We end the year with the Internet economy at another zenith, worrying some that another tech bubble burst is ahead. Companies like Airbnb, Uber and Lyft are leading an economic, social, and cultural revolution in the way that we share — and monetize — otherwise fallow assets, coming to trust our fellow man with access to our homes, vehicles, and very personal spaces along the way.

All the while, lawmakers are challenged to keep up, rather ineptly, with the pace of innovation.

The year that just zipped by was marked by a number of online events and events that happened in real life that we experienced online. This was the year that the Internet of things became a thing. And it was the year that Apple proved its virulence with the iphone 6 and 6 Plus. Cyber attack became the norm this year. No one flinches at another few million credit card numbers hacked, celebrity photos released, or a country hacking an entertainment company in response to an embarrassing movie. America is also more social; but the adults have taken over Facebook, while young people retreat to Kik, Instagram and Snapchat. Everyone is finally on Twitter.

The innovation economy is revving into 2015, creating opportunity, connections and convenience — but in the midst of the ongoing economic revolution, it was the revelation of abysmal diversity employment data across Silicon Valley’s top companies, including Apple, Google, Linkedin, Twitter and others that confirmed that some of America’s best-capitalized, fastest-growing companies have been doing a terrible job of cultivating workforces that reflect the diversity of their users.

The situation is so bad, that none of the top companies report more than 3% Latino participation in their workforce. Worse, while Silicon Valley leaders have repeatedly complained that there aren’t enough STEM-qualified Hispanics to hire, the numbers actually show that even those with the degrees, don’t get hired.

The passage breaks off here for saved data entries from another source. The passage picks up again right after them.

//! Filter expressions over the member/team join.
//!
//! A [`MemberFilter`] is a conjunction of [`Clause`]s. It carries no SQL of
//! its own: each store translates the clauses into its native query form
//! (diesel `filter` calls for PostgreSQL, [`MemberFilter::matches`] for the
//! in-memory store).

use std::fmt;

use serde::Serialize;

use crate::models::MemberTeamDto;

/// A single comparison against one column of the joined row.
#[derive(Debug, Clone, PartialEq, Eq, Serialize)]
#[serde(tag = "op", content = "value", rename_all = "snake_case")]
pub enum Clause {
    /// `member.username = ?`
    UsernameEq(String),
    /// `team.name = ?`; never matches a member without a team
    TeamNameEq(String),
    /// `member.age = ?`
    AgeEq(i32),
    /// `member.age >= ?`
    AgeGoe(i32),
    /// `member.age <= ?`
    AgeLoe(i32),
    /// `member.age < ?`
    AgeLt(i32),
}

impl Clause {
    /// Evaluates the clause against a projected row.
    pub fn matches(&self, row: &MemberTeamDto) -> bool {
        match self {
            Clause::UsernameEq(username) => row.username == *username,
            Clause::TeamNameEq(name) => row.team_name.as_deref() == Some(name.as_str()),
            Clause::AgeEq(age) => row.age == *age,
            Clause::AgeGoe(age) => row.age >= *age,
            Clause::AgeLoe(age) => row.age <= *age,
            Clause::AgeLt(age) => row.age < *age,
        }
    }
}

impl fmt::Display for Clause {
    fn fmt(&self, f: &mut fmt::Formatter<'_>) -> fmt::Result {
        match self {
            Clause::UsernameEq(username) => write!(f, "member.username = '{}'", username),
            Clause::TeamNameEq(name) => write!(f, "team.name = '{}'", name),
            Clause::AgeEq(age) => write!(f, "member.age = {}", age),
            Clause::AgeGoe(age) => write!(f, "member.age >= {}", age),
            Clause::AgeLoe(age) => write!(f, "member.age <= {}", age),
            Clause::AgeLt(age) => write!(f, "member.age < {}", age),
        }
    }
}

/// Conjunction of clauses. The empty filter matches every row.
#[derive(Debug, Clone, Default, PartialEq, Eq, Serialize)]
#[serde(transparent)]
pub struct MemberFilter {
    clauses: Vec<Clause>,
}

impl MemberFilter {
    /// The empty filter.
    pub fn all() -> Self {
        Self::default()
    }

    /// Filter holding exactly one clause.
    pub fn only(clause: Clause) -> Self {
        Self {
            clauses: vec![clause],
        }
    }

    /// ANDs `clause` onto the filter. `None` leaves the filter untouched.
    pub fn and(mut self, clause: Option<Clause>) -> Self {
        if let Some(clause) = clause {
            self.clauses.push(clause);
        }
        self
    }

    /// ANDs every present clause, in iteration order.
    pub fn and_all<I>(self, clauses: I) -> Self
    where
        I: IntoIterator<Item = Option<Clause>>,
    {
        clauses.into_iter().fold(self, MemberFilter::and)
    }

    /// True when no clause was added.
    pub fn is_match_all(&self) -> bool {
        self.clauses.is_empty()
    }

    pub fn clauses(&self) -> &[Clause] {
        &self.clauses
    }

    /// Evaluates every clause against the row.
    pub fn matches(&self, row: &MemberTeamDto) -> bool {
        self.clauses.iter().all(|clause| clause.matches(row))
    }
}

impl FromIterator<Clause> for MemberFilter {
    fn from_iter<T: IntoIterator<Item = Clause>>(iter: T) -> Self {
        Self {
            clauses: iter.into_iter().collect(),
        }
    }
}

impl fmt::Display for MemberFilter {
    fn fmt(&self, f: &mut fmt::Formatter<'_>) -> fmt::Result {
        if self.clauses.is_empty() {
            return write!(f, "<all>");
        }
        for (index, clause) in self.clauses.iter().enumerate() {
            if index > 0 {
                write!(f, " AND ")?;
            }
            write!(f, "{}", clause)?;
        }
        Ok(())
    }
}
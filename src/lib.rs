//! member-search library
//!
//! Dynamic member/team search over PostgreSQL: optional search fields are
//! composed into a filter, executed through a [`repositories::MemberStore`],
//! and returned as flat lists or pages.

use shadow_rs::shadow;
shadow!(build);

pub mod cli;
pub mod config;
pub mod db;
pub mod error;
pub mod logger;
pub mod models;
pub mod query;
pub mod repositories;
pub mod schema;
pub mod seed;
pub mod services;

pub use error::{AppError, AppResult};
pub use query::{CountStrategy, MemberSearchCondition, Page, PageRequest};
pub use services::MemberSearchService;

pub fn pkg_version() -> &'static str {
    build::PKG_VERSION
}

pub fn clap_long_version() -> &'static str {
    build::CLAP_LONG_VERSION
}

These facts make it no surprise that Latino-serving organizations and national civil rights leaders, remain unsympathetic to an Internet policy agenda driven by silicon valley elites, that ignores the issues of inclusion and equity in advancement of a business-driven agenda to treat the Internet as a utility under a 1934 law. That agenda is good for some of Silicon Valley’s most elite companies, but is bad for jobs, and could cost Internet consumersmore money in taxes and fees on their Internet connections.

Data is power. We will look back at 2014 as the bellwether year for Latinos and the tech economy. It will be the year the challenge was defined. It will be the year the community started the work of cracking the code toward equity.